I became a teacher in the era of Joseph McCarthy in a state with no teacher unions. If there was due process, it was abandoned in favor of his witch hunt, and those conducted by his cronies who believed that many teachers (and other “cockroaches”) were communists, communist sympathizers, unAmerican, and so on.
In order to teach in my state, you had to sign a loyal oath and swear that you had never been a member of any of the so-called “subversive” organizations on a long list–published on two pages of legal-size paper, single space, two columns each page.
I have not only come to appreciate the role of unions in protecting the rights of workers but also the virtue of reasonable job security provided by due-process requirements, whether embedded in the idea of tenure or not.
It is sad to see that Ted Olsen et.al. take on this case under the cover of civil rights.
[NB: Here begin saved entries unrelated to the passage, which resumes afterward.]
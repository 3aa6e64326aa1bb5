//! Shared broker state: the worker table, the idle pool and the status
//! broadcaster, behind the four pool operations every session goes through.

use std::sync::Arc;

use dashmap::DashMap;
use tokio_util::sync::CancellationToken;

use vox_core::errors::SessionError;
use vox_core::ids::WorkerId;

use crate::config::BrokerConfig;
use crate::pool::{WorkerHandle, WorkerPool};
use crate::status::StatusBroadcaster;

pub struct BrokerState {
    pub config: BrokerConfig,
    pub status: StatusBroadcaster,
    /// Cooperative shutdown signal for every connection task.
    pub shutdown: CancellationToken,
    workers: DashMap<WorkerId, WorkerHandle>,
    pool: WorkerPool,
}

impl BrokerState {
    pub fn new(config: BrokerConfig) -> Arc<Self> {
        let status = StatusBroadcaster::new(config.status_capacity);
        Arc::new(Self {
            config,
            status,
            shutdown: CancellationToken::new(),
            workers: DashMap::new(),
            pool: WorkerPool::new(),
        })
    }

    /// A worker connected: put it in the idle pool.
    pub fn register_worker(&self, handle: WorkerHandle) {
        tracing::info!(worker_id = %handle.id(), "New worker available");
        self.workers.insert(handle.id().clone(), handle.clone());
        self.pool.add(handle);
        self.publish_status();
    }

    /// A worker's transport closed: pull it out of circulation, and if a
    /// session was riding on it, fail that one session.
    pub fn unregister_worker(&self, id: &WorkerId) {
        let Some((_, handle)) = self.workers.remove(id) else {
            return;
        };
        handle.mark_disconnected();
        self.pool.remove(id);
        if let Some(binding) = handle.binding() {
            tracing::warn!(
                worker_id = %id,
                request_id = %binding.request_id,
                "Worker lost while assigned"
            );
            if binding
                .events
                .try_send(SessionError::WorkerLost.to_event())
                .is_err()
            {
                tracing::debug!(request_id = %binding.request_id, "Session already gone");
            }
        } else {
            tracing::info!(worker_id = %id, "Worker leaving");
        }
        self.publish_status();
    }

    /// Pop an idle worker, or `None` right away — sessions never queue
    /// against the pool.
    pub fn acquire_worker(&self) -> Option<WorkerHandle> {
        let handle = self.pool.acquire();
        if handle.is_some() {
            self.publish_status();
        }
        handle
    }

    /// Give a worker back. Must be called exactly once per successful
    /// `acquire_worker`, on every session exit path.
    pub fn release_worker(&self, handle: WorkerHandle) {
        self.pool.release(handle);
        self.publish_status();
    }

    /// Bump the processed-request counter (once per client session).
    pub fn request_processed(&self) {
        self.status.increment_processed();
        self.publish_status();
    }

    pub fn workers_available(&self) -> usize {
        self.pool.available()
    }

    pub fn workers_registered(&self) -> usize {
        self.workers.len()
    }

    fn publish_status(&self) {
        self.status.publish(self.pool.available());
    }
}

#[cfg(test)]
mod tests {
    use super::*;
    use crate::pool::{SessionBinding, WorkerFrame};
    use tokio::sync::mpsc;
    use vox_core::ids::RequestId;
    use vox_core::messages::ResultEvent;
    use vox_core::status::Status;

    fn state() -> Arc<BrokerState> {
        BrokerState::new(BrokerConfig::default())
    }

    fn worker() -> (WorkerHandle, mpsc::Receiver<WorkerFrame>) {
        let (tx, rx) = mpsc::channel(8);
        (WorkerHandle::new(WorkerId::new(), tx), rx)
    }

    fn bind(handle: &WorkerHandle) -> mpsc::Receiver<ResultEvent> {
        let (tx, rx) = mpsc::channel(8);
        handle.bind(SessionBinding {
            request_id: RequestId::new(),
            events: tx,
        });
        rx
    }

    #[test]
    fn register_and_acquire() {
        let state = state();
        let (w, _rx) = worker();
        state.register_worker(w);
        assert_eq!(state.workers_available(), 1);
        assert_eq!(state.workers_registered(), 1);

        assert!(state.acquire_worker().is_some());
        assert_eq!(state.workers_available(), 0);
        assert_eq!(state.workers_registered(), 1);
        assert!(state.acquire_worker().is_none());
    }

    #[test]
    fn pool_invariant_holds_through_lifecycle() {
        let state = state();
        let (w1, _rx1) = worker();
        let (w2, _rx2) = worker();
        state.register_worker(w1);
        state.register_worker(w2);

        let acquired = state.acquire_worker().unwrap();
        let _events = bind(&acquired);
        // idle + assigned == registered
        assert_eq!(state.workers_available() + 1, state.workers_registered());

        state.release_worker(acquired);
        assert_eq!(state.workers_available(), state.workers_registered());
    }

    #[test]
    fn unregister_idle_worker_shrinks_pool() {
        let state = state();
        let (w, _rx) = worker();
        let id = w.id().clone();
        state.register_worker(w);

        state.unregister_worker(&id);
        assert_eq!(state.workers_available(), 0);
        assert_eq!(state.workers_registered(), 0);
    }

    #[test]
    fn unregister_assigned_worker_notifies_session() {
        let state = state();
        let (w, _rx) = worker();
        let id = w.id().clone();
        state.register_worker(w);

        let acquired = state.acquire_worker().unwrap();
        let mut events = bind(&acquired);

        state.unregister_worker(&id);
        let event = events.try_recv().unwrap();
        assert_eq!(event.status, Status::Aborted);

        // The session's own release then drops the dead handle.
        state.release_worker(acquired);
        assert_eq!(state.workers_available(), 0);
    }

    #[test]
    fn unregister_unknown_worker_is_noop() {
        let state = state();
        state.unregister_worker(&WorkerId::new());
        assert_eq!(state.workers_registered(), 0);
    }

    #[test]
    fn status_updates_follow_pool_changes() {
        let state = state();
        let mut rx = state.status.subscribe();
        let (w, _frx) = worker();
        state.register_worker(w);

        let snapshot = rx.try_recv().unwrap();
        assert_eq!(snapshot.num_workers_available, 1);

        let acquired = state.acquire_worker().unwrap();
        let snapshot = rx.try_recv().unwrap();
        assert_eq!(snapshot.num_workers_available, 0);

        let _events = bind(&acquired);
        state.release_worker(acquired);
        let snapshot = rx.try_recv().unwrap();
        assert_eq!(snapshot.num_workers_available, 1);
    }
}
Some of the history in Los Angeles, and how the school district has had so much trouble getting rid of even the most incompetent teachers: http://www.laweekly.com/2010-02-11/news/lausd-s-dance-of-the-lemons/?showFullText=true
Tenure worked reasonably well in higher education, but is becoming more problematic with the abolition of mandatory retirement. There are increasing numbers of faculty in their seventies and eighties teaching at my institution.
Realizing that tenure can now be a fifty year commitment instead of the thirty year commitment makes institutions more reluctant to hire people on a tenure track.
So they are all incompetent? Can they not afford to retire?
Certainly not all are incompetent, but some are.
Beyond incompetency, there is the problem that any faculty member’s ideas about the discipline are largely formed when they are in the crucible of graduate study. Some have kept pace with the change in the discipline, some have not. All can wield power over a department, and thus the curriculum taught, because of the power that seniority brings. Transfer of department leadership between generations is becoming increasingly difficult. I have seen several academic departments self destruct going through the process.
TE,
How about abolishing tenure in higher education and paying professors by how much their students earn after they graduate?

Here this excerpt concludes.